Scientists have located the ideal drill site for the first
ever exploration of an Antarctic sub-glacial lake, a development that is likely
to facilitate a revolution in climate-change research and that may lead to the
discovery of life-forms cut off from the main line of evolution for millions of
years.
In a recent paper published inGeophysical Research Letters,
scientists from Northumbria University, the University
of Edinburgh and the British Antarctic
Survey have revealed the optimal drill site for exploring Lake
Ellsworth, a sub-glacial lake
comparable in size to Lake Windermere, which
is covered by 1.8 miles of ice.
No one has yet drilled into an Antarctic sub-glacial lake.
But microbiologists believe that such lakes could harbor uniquely adapted
life-forms cut-off from other lines of evolution.
Paleoclimatologists
also suggest that sediments on the lake floors could contain records of ice
sheets and climate history that would revolutionize research into global
warming.
In order to access the lake water and the undisturbed
sediment containing the climate record, it is essential to drill in the right
place.
The optimal drilling site has to avoid possible areas of
in-coming water that would disturb the sediment, as well as areas of so-called
basal freezing – where lake water freezes to the underside of the ice. It also
has to avoid any concentrations of trapped gases that could rush up the borehole
to cause a potentially dangerous blowout at the surface.
The Scientific Committee on Arctic Research identified Lake Ellsworth
as an excellent candidate for the first drill site.

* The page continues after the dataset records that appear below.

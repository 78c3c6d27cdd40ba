//! Actors driving a session
//!
//! Each actor runs as an independent tokio task that owns its state and is reached only
//! through a cloneable handle and an mpsc command channel.
//!
//! ```text
//!              ┌──────────────┐  tick   ┌──────────────┐
//!   source ───►│ MonitorActor ├────────►│ TickPipeline │── alerts ──► subscribers
//!              └──────┬───────┘         └──────┬───────┘
//!                     │ snapshots              │ snapshots, alerts
//!                     ▼                        ▼
//!                subscribers          ┌───────────────────┐
//!                                     │ OrchestratorActor ├──► executions
//!                                     └───────────────────┘
//! ```
//!
//! ## Communication Patterns
//!
//! 1. **Commands**: mpsc channel per actor, processed one at a time
//! 2. **Request/Response**: oneshot channel carried inside the command
//! 3. **Events**: [`Subscribers`](crate::events::Subscribers) fan-out with a grace period

pub mod messages;
pub mod monitor;
pub mod orchestrator;
pub mod pipeline;

pub use messages::{OrchestratorStatus, SnapshotEvent};
pub use monitor::{MonitorHandle, MonitorSetup, TickStage};
pub use orchestrator::{ABANDONED_AT_STOP, OrchestratorHandle, OrchestratorSetup};
pub use pipeline::TickPipeline;
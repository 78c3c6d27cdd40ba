//! Workflows
//!
//! A [`Workflow`] maps a trigger to an ordered list of named actions. Workflows are
//! registered when the session starts and never change afterwards; every triggered run
//! is recorded as a [`WorkflowExecution`].

pub mod recommend;
pub mod runner;

use std::fmt;
use std::time::Duration;

use chrono::{DateTime, Utc};
use regex::Regex;
use serde::{Deserialize, Serialize};
use uuid::Uuid;

use crate::alerts::{Alert, Severity};
use crate::error::{EngineError, EngineResult};
use crate::monitors::MonitoringSnapshot;

pub use runner::{ExecutionRunner, StepPolicy};

#[derive(Debug, Clone, PartialEq, Serialize, Deserialize)]
pub struct Workflow {
    pub id: String,
    pub name: String,
    pub trigger: WorkflowTrigger,
    pub steps: Vec<WorkflowStep>,

    #[serde(default = "default_enabled")]
    pub enabled: bool,

    /// What happens to a trigger while an execution is already running
    #[serde(default)]
    pub concurrency: ConcurrencyPolicy,

    /// Wall-clock budget overriding the orchestrator default
    #[serde(default)]
    pub budget_ms: Option<u64>,
}

fn default_enabled() -> bool {
    true
}

impl Workflow {
    pub fn new(id: impl Into<String>, trigger: WorkflowTrigger) -> Self {
        let id = id.into();
        Self {
            name: id.clone(),
            id,
            trigger,
            steps: Vec::new(),
            enabled: true,
            concurrency: ConcurrencyPolicy::default(),
            budget_ms: None,
        }
    }

    pub fn named(mut self, name: impl Into<String>) -> Self {
        self.name = name.into();
        self
    }

    pub fn step(mut self, step: impl Into<WorkflowStep>) -> Self {
        self.steps.push(step.into());
        self
    }

    pub fn disabled(mut self) -> Self {
        self.enabled = false;
        self
    }

    pub fn with_concurrency(mut self, concurrency: ConcurrencyPolicy) -> Self {
        self.concurrency = concurrency;
        self
    }

    pub fn with_budget(mut self, budget: Duration) -> Self {
        self.budget_ms = Some(budget.as_millis() as u64);
        self
    }

    pub fn budget(&self) -> Option<Duration> {
        self.budget_ms.map(Duration::from_millis)
    }
}

#[derive(Debug, Clone, Copy, PartialEq, Eq, Default, Serialize, Deserialize)]
#[serde(rename_all = "lowercase")]
pub enum ConcurrencyPolicy {
    /// Skip the trigger and log it
    #[default]
    Drop,
    /// Start the trigger once the running execution finishes
    Queue,
}

/// One named action of a workflow
///
/// Deserialises from a plain action name or from an object with per-step overrides.
#[derive(Debug, Clone, PartialEq, Serialize, Deserialize)]
#[serde(from = "StepDefinition")]
pub struct WorkflowStep {
    pub action: String,
    pub timeout_ms: Option<u64>,
    pub retries: Option<u32>,
}

#[derive(Deserialize)]
#[serde(untagged)]
enum StepDefinition {
    Name(String),
    Detailed {
        action: String,
        #[serde(default)]
        timeout_ms: Option<u64>,
        #[serde(default)]
        retries: Option<u32>,
    },
}

impl From<StepDefinition> for WorkflowStep {
    fn from(definition: StepDefinition) -> Self {
        match definition {
            StepDefinition::Name(action) => WorkflowStep::new(action),
            StepDefinition::Detailed {
                action,
                timeout_ms,
                retries,
            } => WorkflowStep {
                action,
                timeout_ms,
                retries,
            },
        }
    }
}

impl WorkflowStep {
    pub fn new(action: impl Into<String>) -> Self {
        Self {
            action: action.into(),
            timeout_ms: None,
            retries: None,
        }
    }

    pub fn with_timeout(mut self, timeout: Duration) -> Self {
        self.timeout_ms = Some(timeout.as_millis() as u64);
        self
    }

    pub fn with_retries(mut self, retries: u32) -> Self {
        self.retries = Some(retries);
        self
    }
}

impl From<&str> for WorkflowStep {
    fn from(action: &str) -> Self {
        WorkflowStep::new(action)
    }
}

#[derive(Debug, Clone, PartialEq, Serialize, Deserialize)]
#[serde(tag = "type", rename_all = "snake_case")]
pub enum WorkflowTrigger {
    /// Alerts whose type matches the anchored pattern
    AlertType { pattern: String },
    /// Alerts at or above the given severity
    Severity { min: Severity },
    /// Every `every_secs`, independent of the monitor cadence
    Schedule { every_secs: u64 },
    /// Only through `execute_manually`
    Manual,
    /// Snapshots whose overall health drops below the threshold
    HealthBelow { threshold: f64 },
}

impl WorkflowTrigger {
    pub fn alert_type(pattern: impl Into<String>) -> Self {
        WorkflowTrigger::AlertType {
            pattern: pattern.into(),
        }
    }

    /// Check the trigger and prepare it for matching
    pub fn compile(&self, workflow_id: &str) -> EngineResult<TriggerMatcher> {
        let invalid = |reason: String| EngineError::InvalidTrigger {
            workflow: workflow_id.to_string(),
            reason,
        };

        match self {
            WorkflowTrigger::AlertType { pattern } => Regex::new(&format!("^(?:{pattern})$"))
                .map(TriggerMatcher::AlertType)
                .map_err(|e| invalid(format!("invalid alert type pattern: {e}"))),
            WorkflowTrigger::Severity { min } => Ok(TriggerMatcher::Severity(*min)),
            WorkflowTrigger::Schedule { every_secs: 0 } => {
                Err(invalid("schedule interval must be positive".to_string()))
            }
            WorkflowTrigger::Schedule { every_secs } => {
                Ok(TriggerMatcher::Schedule(Duration::from_secs(*every_secs)))
            }
            WorkflowTrigger::Manual => Ok(TriggerMatcher::Manual),
            WorkflowTrigger::HealthBelow { threshold } if (0.0..=1.0).contains(threshold) => {
                Ok(TriggerMatcher::HealthBelow(*threshold))
            }
            WorkflowTrigger::HealthBelow { threshold } => Err(invalid(format!(
                "health threshold {threshold} is outside 0..=1"
            ))),
        }
    }
}

/// Compiled form of a [`WorkflowTrigger`]
#[derive(Debug, Clone)]
pub enum TriggerMatcher {
    AlertType(Regex),
    Severity(Severity),
    Schedule(Duration),
    Manual,
    HealthBelow(f64),
}

impl TriggerMatcher {
    pub fn matches_alert(&self, alert: &Alert) -> bool {
        match self {
            TriggerMatcher::AlertType(pattern) => pattern.is_match(&alert.alert_type),
            TriggerMatcher::Severity(min) => alert.severity >= *min,
            _ => false,
        }
    }

    /// Whether the snapshot matches; `previous` is the overall health of the snapshot before
    ///
    /// Health triggers fire when health crosses below the threshold, not on every snapshot
    /// that stays below it.
    pub fn matches_snapshot(&self, snapshot: &MonitoringSnapshot, previous: Option<f64>) -> bool {
        match self {
            TriggerMatcher::HealthBelow(threshold) => {
                snapshot.overall_health < *threshold
                    && previous.is_none_or(|health| health >= *threshold)
            }
            _ => false,
        }
    }

    pub fn schedule(&self) -> Option<Duration> {
        match self {
            TriggerMatcher::Schedule(every) => Some(*every),
            _ => None,
        }
    }
}

/// What started an execution
#[derive(Debug, Clone, Copy, PartialEq, Eq, Serialize, Deserialize)]
#[serde(rename_all = "snake_case")]
pub enum TriggerKind {
    Alert,
    Snapshot,
    Schedule,
    Manual,
}

impl fmt::Display for TriggerKind {
    fn fmt(&self, f: &mut fmt::Formatter<'_>) -> fmt::Result {
        let kind = match self {
            TriggerKind::Alert => "alert",
            TriggerKind::Snapshot => "snapshot",
            TriggerKind::Schedule => "schedule",
            TriggerKind::Manual => "manual",
        };
        f.write_str(kind)
    }
}

#[derive(Debug, Clone, Copy, PartialEq, Eq, Serialize, Deserialize)]
#[serde(rename_all = "kebab-case")]
pub enum ExecutionStatus {
    Pending,
    Running,
    Completed,
    Failed,
    TimedOut,
    Cancelled,
}

impl ExecutionStatus {
    pub fn is_finished(self) -> bool {
        !matches!(self, ExecutionStatus::Pending | ExecutionStatus::Running)
    }
}

#[derive(Debug, Clone, Copy, PartialEq, Eq, Serialize, Deserialize)]
#[serde(rename_all = "kebab-case")]
pub enum StepStatus {
    Succeeded,
    Failed,
    /// The execution budget ran out while the step was running
    Abandoned,
    Cancelled,
}

/// Outcome of one step, across all its attempts
#[derive(Debug, Clone, PartialEq, Serialize, Deserialize)]
pub struct StepResult {
    pub action: String,
    pub status: StepStatus,
    pub attempts: u32,
    pub output: Option<String>,
    pub error: Option<String>,
}

/// Trace of one workflow run
#[derive(Debug, Clone, PartialEq, Serialize, Deserialize)]
pub struct WorkflowExecution {
    pub execution_id: Uuid,
    pub workflow_id: String,
    pub session_id: Uuid,
    pub trigger: TriggerKind,
    /// Alert that triggered the execution
    pub alert_id: Option<Uuid>,
    pub started_at: DateTime<Utc>,
    pub finished_at: Option<DateTime<Utc>>,
    /// Timestamp of the snapshot the execution was derived from
    pub snapshot_at: Option<DateTime<Utc>>,
    pub status: ExecutionStatus,
    pub steps_completed: usize,
    pub steps_expected: usize,
    pub step_results: Vec<StepResult>,
    pub error: Option<String>,
    pub recommendations: Vec<String>,
}

impl WorkflowExecution {
    pub fn pending(
        workflow: &Workflow,
        session_id: Uuid,
        trigger: TriggerKind,
        snapshot_at: Option<DateTime<Utc>>,
        alert_id: Option<Uuid>,
    ) -> Self {
        // never start before the data the execution was derived from
        let now = Utc::now();
        let started_at = snapshot_at.map_or(now, |at| now.max(at));

        Self {
            execution_id: Uuid::new_v4(),
            workflow_id: workflow.id.clone(),
            session_id,
            trigger,
            alert_id,
            started_at,
            finished_at: None,
            snapshot_at,
            status: ExecutionStatus::Pending,
            steps_completed: 0,
            steps_expected: workflow.steps.len(),
            step_results: Vec::new(),
            error: None,
            recommendations: Vec::new(),
        }
    }

    /// Close an execution whose task was aborted before it reported back
    pub fn abandoned(mut self, reason: &str) -> Self {
        self.status = ExecutionStatus::Cancelled;
        self.error = Some(reason.to_string());
        self.finished_at = Some(Utc::now().max(self.started_at));
        self
    }
}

Dr. John Woodward, from Northumbria
University’s School of Applied Sciences,
comments: “The location provides a deep water column for sampling and reduces
the risk from possible basal-freezing mechanisms. It optimizes the chances of
recovering an undisturbed, continuous sedimentary sequence from the lake floor,
and minimizes the potential for trapped gases to gain entry to the borehole.”
Dr. Andy Smith of the British Antarctic Survey adds: “This
is an eagerly-anticipated result – the final piece of the jigsaw that we need
to plan the exploration of Lake
Ellsworth. That
exploration can now go ahead at full speed.”
To locate the optimal drill site, the team had to conduct
the first detailed characterization of the physiography of a sub-glacial lake.
Between 2007-2009, the lake was subject to a ground-based geophysics campaign
involving an ice-penetrating radar to investigate ice thickness, seismic
surveys to calculate lake water depths and flow measurements to calculate how
the ice sheet flows over the underlying lake.
The
climactic stage in the project will take place in the 2012-13 Antarctic summer
when the Lake Ellsworth Consortium will use the data in the paper to access a
sub-glacial lake for the first time.